The paper presents an automated procedure for deriving fragility curves for typological masonry aggregates, named META-FORMA-XL (MEchanical-Typological Approach FOR Masonry Aggregates – X Local). The topic deals with the urban-scale seismic vulnerability analysis, which can provide powerful information for developing risk mitigation plans and implementing strategies for reducing expected losses. However, when masonry buildings in aggregate are analysed, many issues arise, related to the lack of data, the complexity of the structural configurations and the presence of uncertainties. To this scope, the proposed procedure aims to investigate the seismic behaviour of masonry aggregates, based on numerical analyses carried out on ideal representations of the existing building stock, indicated as archetypes, by modelling geometrical and mechanical uncertainties characterizing buildings in the studied area.
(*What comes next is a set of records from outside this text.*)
//! `swarm-worker` -- headless swarm node.
//!
//! Runs the same job pipeline as the server without HTTP, logging every node
//! event through `tracing`, and exits after a fixed number of settled jobs or
//! on Ctrl-C.
//!
//! # Environment variables
//!
//! | Variable          | Required | Default    | Description                         |
//! |-------------------|----------|------------|-------------------------------------|
//! | `DEVICE_ID`       | no       | `rtx-4090` | Device from the catalog             |
//! | `MAX_JOBS`        | no       | `5`        | Settled jobs before exiting         |
//! | `REFILL_POLICY`   | no       | `manual`   | `manual` or `auto`                  |
//! | `*_MS`            | no       | --         | Stage timings, as for `swarm-api`   |

use std::sync::Arc;

use swarm_core::session::SessionState;
use swarm_events::{EventBus, TracingSink};
use swarm_pipeline::{JobMachine, NodeController, PipelineConfig};
use swarm_worker::config::WorkerConfig;
use swarm_worker::runner::Runner;
use tracing_subscriber::{layer::SubscriberExt, util::SubscriberInitExt};

#[tokio::main]
async fn main() {
    dotenvy::dotenv().ok();

    tracing_subscriber::registry()
        .with(
            tracing_subscriber::EnvFilter::try_from_default_env()
                .unwrap_or_else(|_| "swarm_worker=info,swarm_events=info".into()),
        )
        .with(tracing_subscriber::fmt::layer())
        .init();

    let config = WorkerConfig::from_env().unwrap_or_else(|e| {
        tracing::error!(error = %e, "Invalid worker configuration");
        std::process::exit(1);
    });
    let pipeline = PipelineConfig::from_env();

    tracing::info!(
        device = config.device.name,
        max_jobs = config.max_jobs,
        refill_policy = ?pipeline.refill_policy,
        "Starting swarm-worker",
    );

    let bus = Arc::new(EventBus::default());
    let sink_handle = tokio::spawn(TracingSink::run(bus.subscribe()));

    let machine = JobMachine::new(pipeline, SessionState::new(config.device));
    let node = Arc::new(NodeController::new(machine, Arc::clone(&bus)));
    drop(bus);

    let summary = Runner::new(Arc::clone(&node), config.max_jobs)
        .run(async {
            if let Err(e) = tokio::signal::ctrl_c().await {
                tracing::error!(error = %e, "Failed to install Ctrl-C handler");
                std::future::pending::<()>().await;
            }
            tracing::info!("Received Ctrl-C, stopping");
        })
        .await;

    tracing::info!(
        settled = summary.settled,
        total = %summary.total,
        reason = ?summary.reason,
        "swarm-worker exiting",
    );

    // Dropping the last node handle closes the bus and ends the sink.
    drop(node);
    let _ = sink_handle.await;
}
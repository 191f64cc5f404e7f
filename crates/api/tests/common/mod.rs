#![allow(dead_code)]

use std::time::Duration;

use axum::body::Body;
use axum::http::{Method, Request, Response};
use axum::Router;
use http_body_util::BodyExt;
use serde_json::Value;
use tower::ServiceExt;

use swarm_api::config::ServerConfig;
use swarm_api::router::build_app_router;
use swarm_api::state::AppState;
use swarm_pipeline::{PipelineConfig, RefillPolicy};

/// Build a test `ServerConfig` with millisecond stage timings so runs
/// complete quickly on the real clock.
pub fn test_config() -> ServerConfig {
    ServerConfig {
        host: "127.0.0.1".to_string(),
        port: 0,
        cors_origins: vec!["http://localhost:5173".to_string()],
        request_timeout_secs: 30,
        share_url: "https://swarm.test/join".to_string(),
        pipeline: PipelineConfig {
            bid_delay: Duration::from_millis(1),
            step_base: Duration::from_millis(1),
            proof_delay: Duration::from_millis(1),
            celebration: Duration::from_millis(1),
            refill_delay: Duration::from_millis(1),
            refill_policy: RefillPolicy::Manual,
        },
    }
}

/// Build the full application router plus a handle to its state, so tests
/// can observe the node directly.
pub fn build_test_app() -> (Router, AppState) {
    let state = AppState::new(test_config());
    (build_app_router(state.clone()), state)
}

pub async fn get(app: Router, uri: &str) -> Response<Body> {
    let request = Request::builder()
        .method(Method::GET)
        .uri(uri)
        .body(Body::empty())
        .unwrap();
    app.oneshot(request).await.unwrap()
}

pub async fn post(app: Router, uri: &str) -> Response<Body> {
    let request = Request::builder()
        .method(Method::POST)
        .uri(uri)
        .body(Body::empty())
        .unwrap();
    app.oneshot(request).await.unwrap()
}

pub async fn send_json(app: Router, method: Method, uri: &str, body: Value) -> Response<Body> {
    let request = Request::builder()
        .method(method)
        .uri(uri)
        .header("content-type", "application/json")
        .body(Body::from(body.to_string()))
        .unwrap();
    app.oneshot(request).await.unwrap()
}

pub async fn body_json(response: Response<Body>) -> Value {
    let bytes = response.into_body().collect().await.unwrap().to_bytes();
    serde_json::from_slice(&bytes).unwrap()
}
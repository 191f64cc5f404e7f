//! WebSocket infrastructure for pushing node events to the page.
//!
//! Provides connection management, heartbeat pings, and the HTTP upgrade
//! handler mounted at `/api/v1/ws`.

mod handler;
mod heartbeat;
pub mod manager;

pub use handler::ws_handler;
pub use heartbeat::{start_heartbeat, HEARTBEAT_INTERVAL};
pub use manager::WsManager;
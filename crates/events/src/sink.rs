//! Mirrors node events into `tracing` output.
//!
//! [`TracingSink`] subscribes to the [`EventBus`](crate::bus::EventBus) and
//! writes every received [`NodeEvent`] as a structured log record. Session
//! log lines are logged at `info`; everything else at `debug`. It shuts down
//! when the bus is dropped.

use tokio::sync::broadcast;

use crate::bus::{NodeEvent, NodeEventKind};

pub struct TracingSink;

impl TracingSink {
    /// Run the sink loop until the channel closes.
    pub async fn run(mut receiver: broadcast::Receiver<NodeEvent>) {
        loop {
            match receiver.recv().await {
                Ok(event) => Self::record(&event),
                Err(broadcast::error::RecvError::Lagged(n)) => {
                    tracing::warn!(skipped = n, "Tracing sink lagged, some events were not logged");
                }
                Err(broadcast::error::RecvError::Closed) => {
                    tracing::info!("Event bus closed, tracing sink shutting down");
                    break;
                }
            }
        }
    }

    fn record(event: &NodeEvent) {
        match &event.kind {
            NodeEventKind::Log { entry } => {
                tracing::info!(
                    run_id = event.run_id,
                    category = ?entry.category,
                    "{}",
                    entry.message,
                );
            }
            NodeEventKind::RewardSettled {
                job, reward, total, ..
            } => {
                tracing::info!(
                    run_id = event.run_id,
                    job = job.name,
                    reward = %reward,
                    total = %total,
                    "Reward settled",
                );
            }
            other => {
                tracing::debug!(
                    run_id = event.run_id,
                    event_type = other.name(),
                    "Node event",
                );
            }
        }
    }
}
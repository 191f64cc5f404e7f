//! Simulated job pipeline.
//!
//! [`JobMachine`] is an explicit state machine over the per-job stages
//! (`Bidding -> Training -> Proving -> Settled`, plus `Refilling` when the
//! queue runs dry). Each call to [`JobMachine::advance`] performs one
//! transition and reports how long to wait before the next one.
//!
//! [`NodeController`] owns the machine, runs a single driver task per run,
//! and exposes the user-facing controls.

pub mod config;
pub mod controller;
mod driver;
pub mod machine;

pub use config::{PipelineConfig, RefillPolicy};
pub use controller::{NodeController, ShareOutcome};
pub use machine::{JobMachine, Next, Stage, Transition};
//! User-facing controls for a single simulated node.
//!
//! [`NodeController`] is the only owner of the session. Controls that mutate
//! it (start, pause, continue, device selection, share) go through the same
//! mutex the driver uses, and their events are published under that lock.

use std::sync::Arc;

use serde::Serialize;
use swarm_core::catalog::{self, DeviceProfile};
use swarm_core::error::CoreError;
use swarm_core::log::LogCategory;
use swarm_core::session::SessionSnapshot;
use swarm_core::share::{share_text, ShareMethod};
use swarm_core::sound::SoundCue;
use swarm_events::{EventBus, NodeEvent, NodeEventKind, RunId};
use tokio::sync::{broadcast, watch, Mutex, Notify};
use tokio::task::JoinHandle;
use tokio_util::sync::CancellationToken;

use crate::driver::Driver;
use crate::machine::JobMachine;

/// Handle to the driver task of the active run.
struct RunHandle {
    cancel: CancellationToken,
    resume_queue: Arc<Notify>,
    task: JoinHandle<()>,
}

/// Result of the share action, returned to the page.
#[derive(Debug, Clone, PartialEq, Eq, Serialize)]
pub struct ShareOutcome {
    pub text: String,
    pub method: ShareMethod,
}

pub struct NodeController {
    machine: Arc<Mutex<JobMachine>>,
    bus: Arc<EventBus>,
    paused_tx: watch::Sender<bool>,
    run: Mutex<Option<RunHandle>>,
}

impl NodeController {
    pub fn new(machine: JobMachine, bus: Arc<EventBus>) -> Self {
        let (paused_tx, _) = watch::channel(false);
        Self {
            machine: Arc::new(Mutex::new(machine)),
            bus,
            paused_tx,
            run: Mutex::new(None),
        }
    }

    pub fn subscribe(&self) -> broadcast::Receiver<NodeEvent> {
        self.bus.subscribe()
    }

    pub async fn snapshot(&self) -> SessionSnapshot {
        self.machine.lock().await.snapshot()
    }

    pub async fn run_id(&self) -> RunId {
        self.machine.lock().await.run_id()
    }

    /// Change the virtual device. Only allowed while no run is active.
    pub async fn select_device(&self, device_id: &str) -> Result<DeviceProfile, CoreError> {
        let device = catalog::find_device(device_id)?;
        self.machine.lock().await.select_device(device)?;
        tracing::info!(device = device.name, "Device selected");
        Ok(device)
    }

    /// Reset the session and start a new run, cancelling any previous one.
    ///
    /// The previous driver is cancelled and joined before the reset, so no
    /// transition scheduled by an older run can land in the new one.
    pub async fn start(&self) -> RunId {
        let mut run = self.run.lock().await;
        if let Some(previous) = run.take() {
            previous.cancel.cancel();
            if let Err(e) = previous.task.await {
                tracing::error!(error = %e, "Previous pipeline driver panicked");
            }
        }

        let cancel = CancellationToken::new();
        let resume_queue = Arc::new(Notify::new());

        let run_id = {
            let mut machine = self.machine.lock().await;
            let run_id = machine.run_id() + 1;
            self.paused_tx.send_replace(false);
            for kind in machine.start(run_id) {
                self.bus.publish(NodeEvent::new(run_id, kind));
            }
            tracing::info!(run_id, device = machine.session().device().name, "Node started");
            run_id
        };

        let driver = Driver {
            machine: Arc::clone(&self.machine),
            bus: Arc::clone(&self.bus),
            run_id,
            cancel: cancel.clone(),
            paused: self.paused_tx.subscribe(),
            resume_queue: Arc::clone(&resume_queue),
        };
        let task = tokio::spawn(driver.run());

        *run = Some(RunHandle {
            cancel,
            resume_queue,
            task,
        });
        run_id
    }

    /// Flip the pause flag. Returns the new value.
    pub async fn toggle_pause(&self) -> Result<bool, CoreError> {
        let mut machine = self.machine.lock().await;
        let (paused, events) = machine.toggle_pause()?;
        self.paused_tx.send_replace(paused);
        self.publish(machine.run_id(), events);
        tracing::info!(paused, "Pause toggled");
        Ok(paused)
    }

    /// Resume consumption after a manual refill.
    pub async fn continue_queue(&self) -> Result<(), CoreError> {
        let run = self.run.lock().await;
        let mut machine = self.machine.lock().await;
        let events = machine.continue_queue()?;
        self.publish(machine.run_id(), events);
        if let Some(handle) = run.as_ref() {
            handle.resume_queue.notify_one();
        }
        Ok(())
    }

    /// Build the share text for the current reward.
    ///
    /// Uses the native share sheet when the page reports one; otherwise the
    /// page copies to the clipboard and the copy is confirmed in the log.
    pub async fn share(&self, url: &str, native_available: bool) -> ShareOutcome {
        let mut machine = self.machine.lock().await;
        let text = share_text(machine.session().reward(), url);
        let method = ShareMethod::choose(native_available);
        if method == ShareMethod::Clipboard {
            let event = machine.append_log("Share text copied to clipboard", LogCategory::Success);
            self.publish(machine.run_id(), [event]);
        }
        ShareOutcome { text, method }
    }

    /// Emit the manual "test sound" cue.
    pub async fn test_sound(&self) {
        let run_id = self.machine.lock().await.run_id();
        self.bus
            .publish(NodeEvent::new(run_id, NodeEventKind::sound(SoundCue::Test)));
    }

    /// Cancel the active run (if any) and mark the session stopped.
    pub async fn shutdown(&self) {
        let mut run = self.run.lock().await;
        if let Some(previous) = run.take() {
            previous.cancel.cancel();
            if let Err(e) = previous.task.await {
                tracing::error!(error = %e, "Pipeline driver panicked");
            }
        }
        self.machine.lock().await.stop();
        tracing::info!("Node controller shut down");
    }

    fn publish(&self, run_id: RunId, events: impl IntoIterator<Item = NodeEventKind>) {
        for kind in events {
            self.bus.publish(NodeEvent::new(run_id, kind));
        }
    }
}
//! The single task that drives a run's [`JobMachine`].
//!
//! Each iteration takes the machine lock, performs one transition, publishes
//! its events while still holding the lock (so events from concurrent
//! controls never interleave out of order), then waits as the transition
//! asks. Cancellation is checked under the lock, so once a newer run has
//! cancelled this one no further transition can touch the session.

use std::sync::Arc;

use swarm_events::{EventBus, NodeEvent, RunId};
use tokio::sync::{watch, Mutex, Notify};
use tokio_util::sync::CancellationToken;

use crate::machine::{JobMachine, Next};

pub(crate) struct Driver {
    pub machine: Arc<Mutex<JobMachine>>,
    pub bus: Arc<EventBus>,
    pub run_id: RunId,
    pub cancel: CancellationToken,
    pub paused: watch::Receiver<bool>,
    pub resume_queue: Arc<Notify>,
}

impl Driver {
    pub async fn run(mut self) {
        tracing::info!(run_id = self.run_id, "Pipeline driver started");

        loop {
            let next = {
                let mut machine = self.machine.lock().await;
                if self.cancel.is_cancelled() || machine.run_id() != self.run_id {
                    break;
                }
                let transition = machine.advance();
                for kind in transition.events {
                    self.bus.publish(NodeEvent::new(self.run_id, kind));
                }
                tracing::trace!(run_id = self.run_id, stage = ?machine.stage(), "Transition");
                transition.next
            };

            let keep_going = match next {
                Next::After(delay) => {
                    tokio::select! {
                        _ = self.cancel.cancelled() => false,
                        _ = tokio::time::sleep(delay) => true,
                    }
                }
                Next::WaitForResume => {
                    tracing::debug!(run_id = self.run_id, "Training paused, waiting for resume");
                    tokio::select! {
                        _ = self.cancel.cancelled() => false,
                        changed = self.paused.wait_for(|paused| !*paused) => changed.is_ok(),
                    }
                }
                Next::WaitForContinue => {
                    tracing::debug!(run_id = self.run_id, "Queue refilled, waiting for continue");
                    tokio::select! {
                        _ = self.cancel.cancelled() => false,
                        _ = self.resume_queue.notified() => true,
                    }
                }
                Next::Halt => false,
            };

            if !keep_going {
                break;
            }
        }

        tracing::info!(run_id = self.run_id, "Pipeline driver stopped");
    }
}
use swarm_core::share::DEFAULT_SHARE_URL;
use swarm_pipeline::PipelineConfig;

/// Server configuration loaded from environment variables.
///
/// All fields have defaults suitable for local development.
#[derive(Debug, Clone)]
pub struct ServerConfig {
    /// Bind address (default: `0.0.0.0`).
    pub host: String,
    /// Bind port (default: `3000`).
    pub port: u16,
    /// Allowed CORS origins, parsed from comma-separated `CORS_ORIGINS`.
    pub cors_origins: Vec<String>,
    /// HTTP request timeout in seconds (default: `30`).
    pub request_timeout_secs: u64,
    /// Link appended to the share text.
    pub share_url: String,
    /// Stage timings and refill policy for the node.
    pub pipeline: PipelineConfig,
}

impl ServerConfig {
    /// Load configuration from environment variables with defaults.
    ///
    /// | Env Var                | Default                      |
    /// |------------------------|------------------------------|
    /// | `HOST`                 | `0.0.0.0`                    |
    /// | `PORT`                 | `3000`                       |
    /// | `CORS_ORIGINS`         | `http://localhost:5173`      |
    /// | `REQUEST_TIMEOUT_SECS` | `30`                         |
    /// | `SHARE_URL`            | `https://swarm.example/node` |
    ///
    /// Pipeline timings are read by [`PipelineConfig::from_env`].
    pub fn from_env() -> Self {
        let host = std::env::var("HOST").unwrap_or_else(|_| "0.0.0.0".into());

        let port = parse_or_default("PORT", 3000u16);

        let cors_origins: Vec<String> = std::env::var("CORS_ORIGINS")
            .unwrap_or_else(|_| "http://localhost:5173".into())
            .split(',')
            .map(|s| s.trim().to_string())
            .filter(|s| !s.is_empty())
            .collect();

        let request_timeout_secs = parse_or_default("REQUEST_TIMEOUT_SECS", 30u64);

        let share_url = std::env::var("SHARE_URL")
            .ok()
            .map(|s| s.trim().to_string())
            .filter(|s| !s.is_empty())
            .unwrap_or_else(|| DEFAULT_SHARE_URL.to_string());

        Self {
            host,
            port,
            cors_origins,
            request_timeout_secs,
            share_url,
            pipeline: PipelineConfig::from_env(),
        }
    }
}

fn parse_or_default<T>(var: &str, default: T) -> T
where
    T: std::str::FromStr + std::fmt::Display + Copy,
{
    match std::env::var(var) {
        Ok(raw) => raw.trim().parse().unwrap_or_else(|_| {
            tracing::warn!(var, value = %raw, %default, "Invalid value, using default");
            default
        }),
        Err(_) => default,
    }
}
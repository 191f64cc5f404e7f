use axum::routing::get;
use axum::Router;

use crate::handlers::catalog;
use crate::state::AppState;

/// Catalog routes mounted at the API root.
///
/// ```text
/// GET /devices        -> list_devices
/// GET /jobs/catalog   -> list_jobs
/// ```
pub fn router() -> Router<AppState> {
    Router::new()
        .route("/devices", get(catalog::list_devices))
        .route("/jobs/catalog", get(catalog::list_jobs))
}
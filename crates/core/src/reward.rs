//! Reward settlement.

use crate::catalog::{DeviceProfile, JobDescriptor};
use crate::types::Credits;

/// Reward paid for settling `job` on `device`: base reward times device speed.
pub fn settled_reward(job: &JobDescriptor, device: &DeviceProfile) -> Credits {
    job.base_reward.scale(device.speed)
}
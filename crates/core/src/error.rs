#[derive(Debug, thiserror::Error)]
pub enum CoreError {
    #[error("Unknown device: {0}")]
    UnknownDevice(String),

    #[error("Unknown job: {0}")]
    UnknownJob(String),

    #[error("Cannot {action} while the node is running")]
    SessionRunning { action: &'static str },

    #[error("Node is not running")]
    NotRunning,

    #[error("Job queue is not waiting to be continued")]
    NotAwaitingContinue,

    #[error("Validation failed: {0}")]
    Validation(String),
}
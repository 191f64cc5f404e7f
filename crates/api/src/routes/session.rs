use axum::routing::{get, post, put};
use axum::Router;

use crate::handlers::session;
use crate::state::AppState;

/// Session control routes mounted at `/session`.
///
/// ```text
/// GET  /              -> get_session
/// PUT  /device        -> select_device
/// POST /start         -> start
/// POST /pause         -> toggle_pause
/// POST /continue      -> continue_queue
/// POST /share         -> share
/// POST /test-sound    -> test_sound
/// ```
pub fn router() -> Router<AppState> {
    Router::new()
        .route("/", get(session::get_session))
        .route("/device", put(session::select_device))
        .route("/start", post(session::start))
        .route("/pause", post(session::toggle_pause))
        .route("/continue", post(session::continue_queue))
        .route("/share", post(session::share))
        .route("/test-sound", post(session::test_sound))
}
use axum::extract::State;
use axum::{routing::get, Json, Router};
use serde::Serialize;

use crate::state::AppState;

/// Health check response payload.
#[derive(Serialize)]
pub struct HealthResponse {
    pub status: &'static str,
    /// Crate version from Cargo.toml.
    pub version: &'static str,
    /// Whether the node currently has an active run.
    pub node_running: bool,
    pub ws_connections: usize,
}

/// GET /health
async fn health_check(State(state): State<AppState>) -> Json<HealthResponse> {
    let node_running = state.node.snapshot().await.running;
    let ws_connections = state.ws_manager.connection_count().await;

    Json(HealthResponse {
        status: "ok",
        version: env!("CARGO_PKG_VERSION"),
        node_running,
        ws_connections,
    })
}

/// Mount health check routes (root level, NOT under `/api/v1`).
pub fn router() -> Router<AppState> {
    Router::new().route("/health", get(health_check))
}
//! Session log entries.

use serde::Serialize;

use crate::types::Timestamp;

/// Colour-coding bucket for a log line.
#[derive(Debug, Clone, Copy, PartialEq, Eq, Serialize)]
#[serde(rename_all = "snake_case")]
pub enum LogCategory {
    Info,
    Success,
    Bid,
}

#[derive(Debug, Clone, PartialEq, Serialize)]
pub struct LogEntry {
    pub timestamp: Timestamp,
    pub message: String,
    pub category: LogCategory,
}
The archetype buildings are made according to exposure analyses by combining typical inventory collection forms and information derived from freely available databases. By investigating the seismic response of numerical models for a high number of archetype buildings, fragility curves are derived for all limit-states and two main directions, accounting for global and local damage mechanisms. The procedure is tested on low-rise row masonry aggregates in Southern Italy. The output of the procedure is validated on a real case study, for which a near-full information on the geometrical and mechanical features is available, providing a critical comparison in terms of fragility curves. Results highlight several advantages of the proposed approach, such as the possibility of identifying the most likely collapse mechanism for a specific masonry aggregation, the simplicity and the celerity of the analyses despite the large number of archetype models, and the exhaustive consideration of the uncertainties. Finally, the proposed concept can be readily extended to other aggregation forms and structural typologies.